有村にぶたれた頬が少し腫れているから、この日は洵に会いに行くのを止めた。

次の日、私はブランドバッグ等を質屋に売りに行って、その足で不動産屋を周り、すぐに住めるマンションを契約した。有村から貰った手切れ金とバッグを売ったお金でなんとか前金を支払うことができた。

頬はまだ少し腫れていたけれど、化粧をしたら綺麗に隠れた。だから私は洵の家に行ってみることにした。

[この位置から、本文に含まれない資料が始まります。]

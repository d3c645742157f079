//! 继承合并与冗余检测
//!
//! 沿基类链从根到叶合并每一层声明的依赖。每个组件的合并结果按组件标识
//! 记忆化，在一次分析过程中只计算一次，之后只读。

use di_abstractions::{
    Component, DependencyOrigin, DependencySpec, DiagnosticsSink, Finding, RedundancyScope,
    StructuralReason,
};
use infrastructure_common::{ComponentId, TypeRef};
use serde::Serialize;
use std::collections::{BTreeMap, BTreeSet};
use std::rc::Rc;
use tracing::debug;

/// 展开后的依赖条目
#[derive(Debug, Clone, PartialEq, Eq, Serialize)]
pub struct FlattenedDependency {
    /// 已替换泛型参数的依赖声明
    pub spec: DependencySpec,
    /// 实际声明该依赖的组件
    pub declared_by: ComponentId,
}

impl FlattenedDependency {
    /// 已解析的类型引用
    pub fn type_ref(&self) -> &TypeRef {
        &self.spec.type_ref
    }
}

/// 单个组件的合并结果
#[derive(Debug, Clone, PartialEq, Eq, Serialize)]
pub struct MergedComponent {
    /// 组件标识
    pub id: ComponentId,
    /// 展开后的依赖列表：基类展开列表在前，本级新增条目在后
    pub flattened: Vec<FlattenedDependency>,
    /// 来自基类的条目数量
    pub inherited_len: usize,
    /// 基类构造函数参数类型，按基类展开列表的顺序（已替换泛型参数）
    pub forwarded_types: Vec<TypeRef>,
}

impl MergedComponent {
    /// 继承的条目
    pub fn inherited(&self) -> &[FlattenedDependency] {
        &self.flattened[..self.inherited_len]
    }

    /// 本级新增的条目
    pub fn own(&self) -> &[FlattenedDependency] {
        &self.flattened[self.inherited_len..]
    }

    /// 展开后的类型列表
    pub fn types(&self) -> Vec<&TypeRef> {
        self.flattened.iter().map(FlattenedDependency::type_ref).collect()
    }
}

/// 继承合并器
///
/// 持有规范化后组件的只读视图；未能规范化的组件通过 [`Self::mark_broken`] 标记
pub struct InheritanceResolver<'a> {
    components: &'a BTreeMap<ComponentId, Component>,
    known: &'a BTreeSet<ComponentId>,
    memo: BTreeMap<ComponentId, Option<Rc<MergedComponent>>>,
}

impl<'a> InheritanceResolver<'a> {
    /// 创建合并器
    ///
    /// `known` 是类型目录中的全部组件标识，用于区分缺失的基类和已损坏的基类
    pub fn new(
        components: &'a BTreeMap<ComponentId, Component>,
        known: &'a BTreeSet<ComponentId>,
    ) -> Self {
        Self {
            components,
            known,
            memo: BTreeMap::new(),
        }
    }

    /// 标记已损坏的组件（其结构性错误已经上报）
    pub fn mark_broken(&mut self, id: ComponentId) {
        self.memo.insert(id, None);
    }

    /// 已计算的合并结果
    pub fn merged(&self, id: &ComponentId) -> Option<Rc<MergedComponent>> {
        self.memo.get(id).cloned().flatten()
    }

    /// 合并组件
    ///
    /// 结构性错误时返回 `None`，相关诊断只在首次计算时上报一次
    pub fn merge(&mut self, id: &ComponentId, sink: &mut dyn DiagnosticsSink) -> Option<Rc<MergedComponent>> {
        if let Some(state) = self.memo.get(id) {
            return state.clone();
        }

        let result = match self.inheritance_cycle(id) {
            Some(chain) => {
                sink.report(Finding::StructuralError {
                    component: id.clone(),
                    reason: StructuralReason::InheritanceCycle { chain },
                });
                None
            }
            None => self.merge_level(id, sink).map(Rc::new),
        };

        self.memo.insert(id.clone(), result.clone());
        result
    }

    /// 沿基类链查找包含该组件自身的环
    fn inheritance_cycle(&self, id: &ComponentId) -> Option<Vec<ComponentId>> {
        let mut visited: Vec<ComponentId> = vec![id.clone()];
        let mut current = id;
        loop {
            let base = &self.components.get(current)?.base.as_ref()?.component;
            if base == id {
                return Some(visited);
            }
            if visited.contains(base) {
                // 基类链进入了一个不包含该组件的环，由环上的组件报告
                return None;
            }
            visited.push(base.clone());
            current = base;
        }
    }

    fn merge_level(&mut self, id: &ComponentId, sink: &mut dyn DiagnosticsSink) -> Option<MergedComponent> {
        let components = self.components;
        let component = components.get(id)?;

        let (inherited, forwarded_types) = match &component.base {
            None => (Vec::new(), Vec::new()),
            Some(base_ref) => {
                let base_id = &base_ref.component;
                if !self.known.contains(base_id) {
                    return fail(sink, id, StructuralReason::MissingBase { base: base_id.clone() });
                }
                let Some(base_merged) = self.merge(base_id, sink) else {
                    return fail(sink, id, StructuralReason::BrokenAncestor { ancestor: base_id.clone() });
                };
                let base_component = components.get(base_id)?;
                if base_component.type_params.len() != base_ref.type_args.len() {
                    return fail(
                        sink,
                        id,
                        StructuralReason::BaseArityMismatch {
                            base: base_id.clone(),
                            expected: base_component.type_params.len(),
                            actual: base_ref.type_args.len(),
                        },
                    );
                }

                let bindings: BTreeMap<String, TypeRef> = base_component
                    .type_params
                    .iter()
                    .cloned()
                    .zip(base_ref.type_args.iter().cloned())
                    .collect();

                match substitute_inherited(&base_merged.flattened, &bindings) {
                    Ok(substituted) => substituted,
                    Err(parameter) => {
                        return fail(sink, id, StructuralReason::UnresolvedGenericParameter { parameter })
                    }
                }
            }
        };

        let own = Self::merge_local(component, &inherited, sink);
        debug!(
            "合并组件 {}: 继承 {} 项，新增 {} 项",
            id,
            inherited.len(),
            own.len()
        );

        let inherited_len = inherited.len();
        let mut flattened = inherited;
        flattened.extend(own);

        Some(MergedComponent {
            id: id.clone(),
            flattened,
            inherited_len,
            forwarded_types,
        })
    }

    /// 合并本级声明，返回本级新增条目
    fn merge_local(
        component: &Component,
        inherited: &[FlattenedDependency],
        sink: &mut dyn DiagnosticsSink,
    ) -> Vec<FlattenedDependency> {
        let id = &component.id;

        // 批量声明：按声明顺序去重
        let mut bulk: Vec<&DependencySpec> = Vec::new();
        for spec in component
            .dependencies
            .iter()
            .filter(|spec| spec.origin == DependencyOrigin::BulkDeclared)
        {
            match first_group(&bulk, &spec.type_ref) {
                Some(first_group) => {
                    let scope = if first_group == spec.group {
                        RedundancyScope::DuplicateWithinGroup { group: spec.group }
                    } else {
                        RedundancyScope::DuplicateAcrossGroups {
                            first_group,
                            group: spec.group,
                        }
                    };
                    report_redundancy(sink, id, &spec.type_ref, scope);
                }
                None => bulk.push(spec),
            }
        }

        // 字段声明：每个字段自成一组
        let mut fields: Vec<&DependencySpec> = Vec::new();
        for spec in component
            .dependencies
            .iter()
            .filter(|spec| spec.origin == DependencyOrigin::FieldDeclared)
        {
            match first_group(&fields, &spec.type_ref) {
                Some(first_group) => report_redundancy(
                    sink,
                    id,
                    &spec.type_ref,
                    RedundancyScope::DuplicateAcrossGroups {
                        first_group,
                        group: spec.group,
                    },
                ),
                None => fields.push(spec),
            }
        }

        // 字段声明优先
        bulk.retain(|spec| {
            let shadowed = fields.iter().any(|field| field.type_ref == spec.type_ref);
            if shadowed {
                sink.report(Finding::ConflictWarning {
                    component: id.clone(),
                    dependency: spec.type_ref.clone(),
                });
            }
            !shadowed
        });

        let mut own = Vec::with_capacity(bulk.len() + fields.len());
        for spec in bulk.into_iter().chain(fields) {
            if let Some(entry) = inherited.iter().find(|entry| entry.spec.type_ref == spec.type_ref) {
                report_redundancy(
                    sink,
                    id,
                    &spec.type_ref,
                    RedundancyScope::Inherited {
                        ancestor: entry.declared_by.clone(),
                    },
                );
                continue;
            }
            own.push(FlattenedDependency {
                spec: spec.clone(),
                declared_by: id.clone(),
            });
        }
        own
    }
}

/// 替换基类展开列表中的泛型参数
///
/// 返回去重后的继承条目，以及与基类展开列表一一对应的类型列表
fn substitute_inherited(
    base_flattened: &[FlattenedDependency],
    bindings: &BTreeMap<String, TypeRef>,
) -> Result<(Vec<FlattenedDependency>, Vec<TypeRef>), String> {
    let mut inherited: Vec<FlattenedDependency> = Vec::with_capacity(base_flattened.len());
    let mut forwarded = Vec::with_capacity(base_flattened.len());
    for entry in base_flattened {
        let spec = entry.spec.substitute(bindings)?;
        forwarded.push(spec.type_ref.clone());
        // 不同的泛型参数可能被封闭为同一类型
        if inherited.iter().any(|kept| kept.spec.type_ref == spec.type_ref) {
            continue;
        }
        inherited.push(FlattenedDependency {
            spec,
            declared_by: entry.declared_by.clone(),
        });
    }
    Ok((inherited, forwarded))
}

fn first_group(kept: &[&DependencySpec], type_ref: &TypeRef) -> Option<usize> {
    kept.iter()
        .find(|spec| spec.type_ref == *type_ref)
        .map(|spec| spec.group)
}

fn fail(sink: &mut dyn DiagnosticsSink, id: &ComponentId, reason: StructuralReason) -> Option<MergedComponent> {
    sink.report(Finding::StructuralError {
        component: id.clone(),
        reason,
    });
    None
}

fn report_redundancy(
    sink: &mut dyn DiagnosticsSink,
    id: &ComponentId,
    dependency: &TypeRef,
    scope: RedundancyScope,
) {
    sink.report(Finding::RedundancyWarning {
        component: id.clone(),
        dependency: dependency.clone(),
        scope,
    });
}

時刻は15時。アマービレに出勤するまでまだ十分時間があるはずだと思った。

洵の家に着き、チャイムを鳴らした。昨日は家を出る時に、テーブルに無造作に置かれていた鍵を借りてドアを閉め、ポストの中に入れて返してしまった。これはまた貰ってもいいのだろうか? と一瞬思ったけれど、何も言われてないので返しておいたのだ。

「洵~、いないの?」

 チャイムを鳴らしても返事がないので、直接声を掛ける。どこかに出掛けているのかなと思ったけれど、なにか胸騒ぎがしてドアノブを回した。ガチャリと音がして、扉が開く。

「洵、いるの?」

 私はゆっくりと部屋の中に入っていった。何かがいつもと違っている気がする。動悸が激しく鳴っていた。

裸足で廊下を踏みしめる。静かな室内。冷たい床の感触が不安を掻きたてた。

リビングのドアノブを握った。なぜかスローモーションのように自分の動きがゆったりと感じられた。